Data4Life provides a health platform with a global focus that acts as a service-enabler for patients, healthcare providers, and researchers. It allows its partners to focus on their core competencies while handling sensitive health data in a safe and secure manner.
In collaboration with care providers, research institutions, and health tech companies, our goal is to build a rich collection of observational healthcare data that will be made available for clinical research purposes. Data4Life is a nonprofit organization and we hope to facilitate this research to improve people’s wellbeing.
The data ingested into our Analytics Platform (ALP) will be accessed under specific governance rules for conducting a research study. By providing a platform to connect researchers with healthcare data, Data4Life will enable the discovery and validation of new insights faster than was ever possible before.
Data4Life builds the platform on top of the OMOP CDM as the data model to store healthcare data. Utilizing the OMOP CDM, Data4Life can build on top of the open source tools provided by the OHDSI community and contribute to the community by extending the available tools.
Since data analysis requires flexibility, it’s important to enable researchers with a technical background to analyze the data through advanced programming languages, like Python or R. In a second phase, once typical usage patterns are well understood, additional UI support might be added for less technical users.
The following illustration shows the architecture of the analytical platform developed by Data4Life.
The database system is one of the most performance critical components. To ensure fast analytics performance that can enable an interactive user experience, Data4Life plans to store observational healthcare data on SAP HANA, a columnar database that can compress and store large amounts of data in-memory. As mentioned before, the schema selected for storing the data is the OMOP CDM.
Query Service (API)
Data4Life is using the OHDSI WebAPI as a layer to interact with the databases available on the platform. OHDSI WebAPI, a middleware offered by OHDSI, fits the bill perfectly as it translates criteria to a SQL query executable on an OMOP database and enforces security.
OHDSI WebAPI has been modified by Data4Life to enable integration with the HANA database.
Python query library
Machine learning has become very important in today’s research and Python has undoubtedly gained popularity in this space.
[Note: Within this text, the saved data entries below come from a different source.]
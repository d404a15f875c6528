use std::path::Path;

use anyhow::Context;
use chrono::{DateTime, Datelike, Utc};
use sqlx::SqlitePool;
use uuid::Uuid;

use crate::access::{self, Area};
use crate::admin::{self, NewUser};
use crate::answers::WeeklyAnswers;
use crate::client::ApiClient;
use crate::db;
use crate::finalize::{self, MonthState};
use crate::humility::{self, HumilityOutcome};
use crate::journal::StrengthWeakness;
use crate::models::{Questionnaire, Role, SkillScores, User};
use crate::profile;
use crate::projects::{
    self, LiteratureResource, Project, ProjectDetails, Resource, ResourceKind, SurveyKind,
    SurveyResource, WebResource,
};
use crate::report::{self, Dashboard};
use crate::session::{self, ActiveSession};
use crate::skills;
use crate::talent::{
    self, AdditionalAnswers, Step, TalentAnswers, DRAFT_ADDITIONAL, DRAFT_ANSWERS,
    DRAFT_FIRST_PICK, DRAFT_SECOND_PICK,
};

pub struct App {
    pub pool: SqlitePool,
    pub client: ApiClient,
}

impl App {
    async fn signed_in(&self, area: Option<Area>) -> anyhow::Result<ActiveSession> {
        let active = session::restore(&self.pool, self.client.clone(), Utc::now()).await?;
        if let Some(area) = area {
            access::require(area, active.user.role)?;
        }
        Ok(active)
    }
}

fn parse_id(raw: &str) -> anyhow::Result<Uuid> {
    Uuid::parse_str(raw.trim()).with_context(|| format!("'{raw}' is not a valid id"))
}

fn read_json<T: serde::de::DeserializeOwned>(path: &Path) -> anyhow::Result<T> {
    let raw = std::fs::read_to_string(path)
        .with_context(|| format!("failed to read {}", path.display()))?;
    serde_json::from_str(&raw).with_context(|| format!("{} is not valid JSON", path.display()))
}

pub async fn init_store(app: &App) -> anyhow::Result<()> {
    db::init_db(&app.pool).await?;
    let version = db::schema_version(&app.pool).await?;
    match version {
        Some(version) => println!("Store ready (schema version {version})."),
        None => println!("Store ready."),
    }
    Ok(())
}

pub async fn login(app: &App, email: &str, password: &str) -> anyhow::Result<()> {
    let response = app.client.login(email, password).await?;
    let stored = session::sign_in(&app.pool, &response, Utc::now()).await?;
    println!(
        "Logged in as {} ({}). Home: {}",
        stored.name,
        stored.role.label(),
        stored.home()
    );
    Ok(())
}

pub async fn login_google(app: &App, credential: &str) -> anyhow::Result<()> {
    let response = app.client.google_login(credential).await?;
    let stored = session::sign_in(&app.pool, &response, Utc::now()).await?;
    println!(
        "Logged in with Google as {} ({}). Home: {}",
        stored.name,
        stored.role.label(),
        stored.home()
    );
    Ok(())
}

pub async fn logout(app: &App) -> anyhow::Result<()> {
    if let Some(stored) = db::load_session(&app.pool).await? {
        let client = app.client.clone().with_token(stored.access_token);
        if let Err(err) = client.logout().await {
            log::warn!("backend logout failed: {err}");
        }
    }
    db::clear_session(&app.pool).await?;
    println!("Logged out.");
    Ok(())
}

pub async fn whoami(app: &App) -> anyhow::Result<()> {
    let active = app.signed_in(None).await?;
    print_user(&active.user);
    println!("Home: {}", access::home_for(active.user.role));
    Ok(())
}

fn print_user(user: &User) {
    println!("{} <{}>", user.display_name(), user.email);
    println!("  id: {}", user.id);
    println!("  role: {}", user.role.label());
    println!("  active: {}", if user.is_active { "yes" } else { "no" });
    if let Some(class_name) = &user.class_name {
        println!("  class: {class_name}");
    }
    if let Some(hobbies) = &user.hobbies {
        println!("  hobbies: {hobbies}");
    }
    if let Some(focus) = user.current_focus.as_ref().filter(|focus| !focus.is_empty()) {
        println!("  focus: {}", focus.join(", "));
    }
}

fn target_month(year: Option<i32>, month: Option<u32>, now: DateTime<Utc>) -> (i32, u32) {
    (year.unwrap_or(now.year()), month.unwrap_or(now.month()))
}

struct LiveMonth {
    skills: SkillScores,
    humility: HumilityOutcome,
    fell_back: bool,
}

async fn live_month(
    app: &App,
    active: &ActiveSession,
    questionnaires: &[Questionnaire],
    year: i32,
    month: u32,
    now: DateTime<Utc>,
) -> anyhow::Result<LiveMonth> {
    let selection = skills::select_month(questionnaires, year, month);
    let scores = skills::aggregate(&selection.questionnaires);

    let entries = db::list_entries(&app.pool, &active.user.id).await?;
    let weakness = humility::latest_weakness(&entries, &selection.questionnaires);
    let request = humility::build_request(&selection.questionnaires, weakness);
    let outcome =
        humility::evaluate(&active.client, &app.pool, &active.user.id, &request, now).await;

    Ok(LiveMonth {
        skills: skills::with_humility(scores, humility::displayed_score(&outcome)),
        humility: outcome,
        fell_back: selection.fell_back,
    })
}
Hence, at Data4Life, we have developed a library (PyOhdsiWebApi) that allows the creation of patient cohorts directly in Python, making them available for further analysis using analytic Python libraries such as NumPy, PyTorch, and others.
The key objective of the library is to write complex criteria in a simple query language rather than with SQL, because SQL statements can become complicated and prone to errors as the criteria grows. PyOhdsiWebApi interfaces with WebAPI by consuming its RESTful services.
We will continue to enhance the library and add more features on the basis of the feedback given by the researchers using this library. Data4Life is in the process of making the Python library an open-source code as a contribution to the OHDSI community.
The Jupyter Notebook is an open-source web application that allows data scientists to create and share documents that contain:
- Live code
- Narrative text
Data4Life integrated Jupyter Notebook to work seamlessly with the Python query library. With Jupyter Notebook data, scientists can build their cohorts, analyze them (including applying advanced machine or deep learning methods), and visualize the results.
Thanks to the OMOP CDM and the OHDSI community initiatives, Data4Life is closer to realizing its vision of connecting researchers and healthcare data to improve global health.